**What you should do**
Range to reproduce from the entries below: the line with "used for logging.", the line with "async fn open_channel(&self)", and every line in between. Give them exactly and give nothing else.

* * *

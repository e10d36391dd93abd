//
// Copyright 2026 Hans W. Uhlig. All Rights Reserved.
//
// Licensed under the Apache License, Version 2.0 (the "License");
// you may not use this file except in compliance with the License.
// You may obtain a copy of the License at
//
//      http://www.apache.org/licenses/LICENSE-2.0
//
// Unless required by applicable law or agreed to in writing, software
// distributed under the License is distributed on an "AS IS" BASIS,
// WITHOUT WARRANTIES OR CONDITIONS OF ANY KIND, either express or implied.
// See the License for the specific language governing permissions and
// limitations under the License.
//

use super::error::BrokerError;
use crate::config::Endpoint;
use async_trait::async_trait;
use std::sync::Arc;
use tokio::sync::mpsc;

/// Entry point of a broker implementation.
///
/// A broker turns an [`Endpoint`] into an open [`BrokerConnection`]. The
/// connection manager is the only caller; it owns every connection it
/// obtains and never reuses one after it reported a close.
///
/// # Implementations
///
/// - [`MemoryBroker`](crate::broker::MemoryBroker): in-process broker for
///   tests and examples
/// - `AmqpBroker`: AMQP 0-9-1 over the network (feature `amqp`)
///
/// # Examples
///
/// ```rust
/// use warren::broker::{Broker, MemoryBroker};
/// use warren::ConnectionSettings;
///
/// # async fn example() -> Result<(), Box<dyn std::error::Error>> {
/// let broker = MemoryBroker::new();
/// let endpoint = ConnectionSettings::new("localhost").endpoint(30);
///
/// let connection = broker.connect(&endpoint).await?;
/// assert!(connection.is_open());
/// connection.close().await?;
/// # Ok(())
/// # }
/// ```
#[async_trait]
pub trait Broker: Send + Sync + 'static {
    /// Opens a connection to `endpoint`.
    ///
    /// # Errors
    ///
    /// Resolution, refusal and authentication failures are reported as the
    /// matching [`BrokerError`] variant. A failure the implementation cannot
    /// diagnose is reported as [`BrokerError::Indeterminate`].
    async fn connect(&self, endpoint: &Endpoint) -> Result<Arc<dyn BrokerConnection>, BrokerError>;

    /// Human-readable name, used for logging.
    fn name(&self) -> &str;
}

/// An open connection to the broker.
#[async_trait]
pub trait BrokerConnection: Send + Sync + 'static {
    /// Opens a new channel on this connection.
    async fn open_channel(&self) -> Result<Arc<dyn BrokerChannel>, BrokerError>;

    /// Closes the connection and every channel on it.
    ///
    /// Closing an already closed connection succeeds.
    async fn close(&self) -> Result<(), BrokerError>;

    /// Resolves once the connection is no longer usable.
    ///
    /// Returns `Ok(())` for an orderly close and the failure that ended the
    /// connection otherwise. Resolves immediately if already closed.
    async fn closed(&self) -> Result<(), BrokerError>;

    /// Returns `true` while the connection is usable.
    fn is_open(&self) -> bool;
}

/// A logical channel multiplexed over a broker connection.
///
/// Operations mirror the broker's native primitives. Consumers started on a
/// channel stop when the channel closes; deliveries still unacknowledged at
/// that point are requeued by the broker.
#[async_trait]
pub trait BrokerChannel: Send + Sync + 'static {
    /// Declares a queue and returns its name.
    ///
    /// An empty `name` together with `options.exclusive` asks the broker to
    /// generate a unique name.
    async fn assert_queue(&self, name: &str, options: QueueDeclare) -> Result<String, BrokerError>;

    /// Declares an exchange.
    async fn assert_exchange(
        &self,
        name: &str,
        kind: ExchangeKind,
        durable: bool,
    ) -> Result<(), BrokerError>;

    /// Binds `queue` to `exchange`.
    async fn bind_queue(
        &self,
        queue: &str,
        exchange: &str,
        routing_key: &str,
    ) -> Result<(), BrokerError>;

    /// Deletes a queue together with any messages still in it.
    async fn delete_queue(&self, name: &str) -> Result<(), BrokerError>;

    /// Limits the number of unacknowledged deliveries on this channel.
    async fn prefetch(&self, count: u16) -> Result<(), BrokerError>;

    /// Publishes `payload` to `exchange`.
    async fn publish(
        &self,
        exchange: &str,
        routing_key: &str,
        payload: Vec<u8>,
        options: PublishOptions,
    ) -> Result<(), BrokerError>;

    /// Sends `payload` directly to `queue` through the default exchange.
    async fn send_to_queue(
        &self,
        queue: &str,
        payload: Vec<u8>,
        options: PublishOptions,
    ) -> Result<(), BrokerError> {
        self.publish("", queue, payload, options).await
    }

    /// Starts consuming from `queue`.
    async fn consume(&self, queue: &str, options: ConsumeOptions) -> Result<Consumer, BrokerError>;

    /// Acknowledges a delivery.
    async fn ack(&self, delivery_tag: u64) -> Result<(), BrokerError>;

    /// Rejects a delivery, optionally putting it back on its queue.
    async fn nack(&self, delivery_tag: u64, requeue: bool) -> Result<(), BrokerError>;

    /// Closes the channel. Closing an already closed channel succeeds.
    async fn close(&self) -> Result<(), BrokerError>;

    /// Returns `true` while the channel is usable.
    fn is_open(&self) -> bool;
}

/// Flags for [`BrokerChannel::assert_queue`].
#[derive(Debug, Clone, Copy, PartialEq, Eq)]
pub struct QueueDeclare {
    /// Survive broker restarts.
    pub durable: bool,
    /// Owned by the declaring connection and deleted when it closes.
    pub exclusive: bool,
    /// Deleted once its last consumer goes away.
    pub auto_delete: bool,
}

impl QueueDeclare {
    /// Flags of an exclusive, broker-named reply or subscription queue.
    pub fn exclusive() -> Self {
        Self {
            durable: false,
            exclusive: true,
            auto_delete: false,
        }
    }
}

impl Default for QueueDeclare {
    fn default() -> Self {
        Self {
            durable: true,
            exclusive: false,
            auto_delete: false,
        }
    }
}

/// Exchange routing kinds.
#[derive(Debug, Clone, Copy, PartialEq, Eq, Hash)]
pub enum ExchangeKind {
    /// Every bound queue receives every message.
    Fanout,
    /// Messages go to queues bound with an equal routing key.
    Direct,
}

impl ExchangeKind {
    /// Returns the protocol name of the kind.
    pub fn as_str(&self) -> &'static str {
        match self {
            Self::Fanout => "fanout",
            Self::Direct => "direct",
        }
    }
}

/// Message properties set on publish.
#[derive(Debug, Clone, Default, PartialEq, Eq)]
pub struct PublishOptions {
    /// Queue the receiver should reply to.
    pub reply_to: Option<String>,
}

impl PublishOptions {
    /// Options carrying a reply target.
    pub fn reply_to(queue: impl Into<String>) -> Self {
        Self {
            reply_to: Some(queue.into()),
        }
    }
}

/// Flags for [`BrokerChannel::consume`].
#[derive(Debug, Clone, Copy, Default, PartialEq, Eq)]
pub struct ConsumeOptions {
    /// Deliveries count as acknowledged as soon as they are sent.
    pub no_ack: bool,
}

/// A message handed to a consumer.
#[derive(Debug, Clone, PartialEq, Eq)]
pub struct Delivery {
    /// Channel-scoped tag used to acknowledge the delivery.
    pub delivery_tag: u64,
    /// Serialized message body.
    pub payload: Vec<u8>,
    /// Reply target set by the publisher.
    pub reply_to: Option<String>,
    /// Whether the message was delivered before and requeued.
    pub redelivered: bool,
}

/// Stream of deliveries from one consumer.
///
/// The stream ends when the consumer's channel or connection closes.
#[derive(Debug)]
pub struct Consumer {
    tag: String,
    deliveries: mpsc::UnboundedReceiver<Delivery>,
}

impl Consumer {
    /// Wraps a receiving end fed by a broker implementation.
    pub fn new(tag: impl Into<String>, deliveries: mpsc::UnboundedReceiver<Delivery>) -> Self {
        Self {
            tag: tag.into(),
            deliveries,
        }
    }

    /// Returns the consumer tag.
    pub fn tag(&self) -> &str {
        &self.tag
    }

    /// Waits for the next delivery, `None` once the consumer has ended.
    pub async fn next(&mut self) -> Option<Delivery> {
        self.deliveries.recv().await
    }
}

#[cfg(test)]
mod tests {
    use super::*;

    #[test]
    fn test_queue_declare_defaults() {
        let declare = QueueDeclare::default();
        assert!(declare.durable);
        assert!(!declare.exclusive);

        let exclusive = QueueDeclare::exclusive();
        assert!(exclusive.exclusive);
        assert!(!exclusive.durable);
    }

    #[test]
    fn test_exchange_kind_names() {
        assert_eq!(ExchangeKind::Fanout.as_str(), "fanout");
        assert_eq!(ExchangeKind::Direct.as_str(), "direct");
    }

    #[tokio::test]
    async fn test_consumer_ends_with_sender() {
        let (tx, rx) = mpsc::unbounded_channel();
        let mut consumer = Consumer::new("ctag-1", rx);

        tx.send(Delivery {
            delivery_tag: 1,
            payload: b"{}".to_vec(),
            reply_to: None,
            redelivered: false,
        })
        .unwrap();
        drop(tx);

        assert_eq!(consumer.tag(), "ctag-1");
        assert_eq!(consumer.next().await.unwrap().delivery_tag, 1);
        assert!(consumer.next().await.is_none());
    }
}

* * *

**Answer to the exercise**
    /// Human-readable name, used for logging.
    fn name(&self) -> &str;
}

/// An open connection to the broker.
#[async_trait]
pub trait BrokerConnection: Send + Sync + 'static {
    /// Opens a new channel on this connection.
    async fn open_channel(&self) -> Result<Arc<dyn BrokerChannel>, BrokerError>;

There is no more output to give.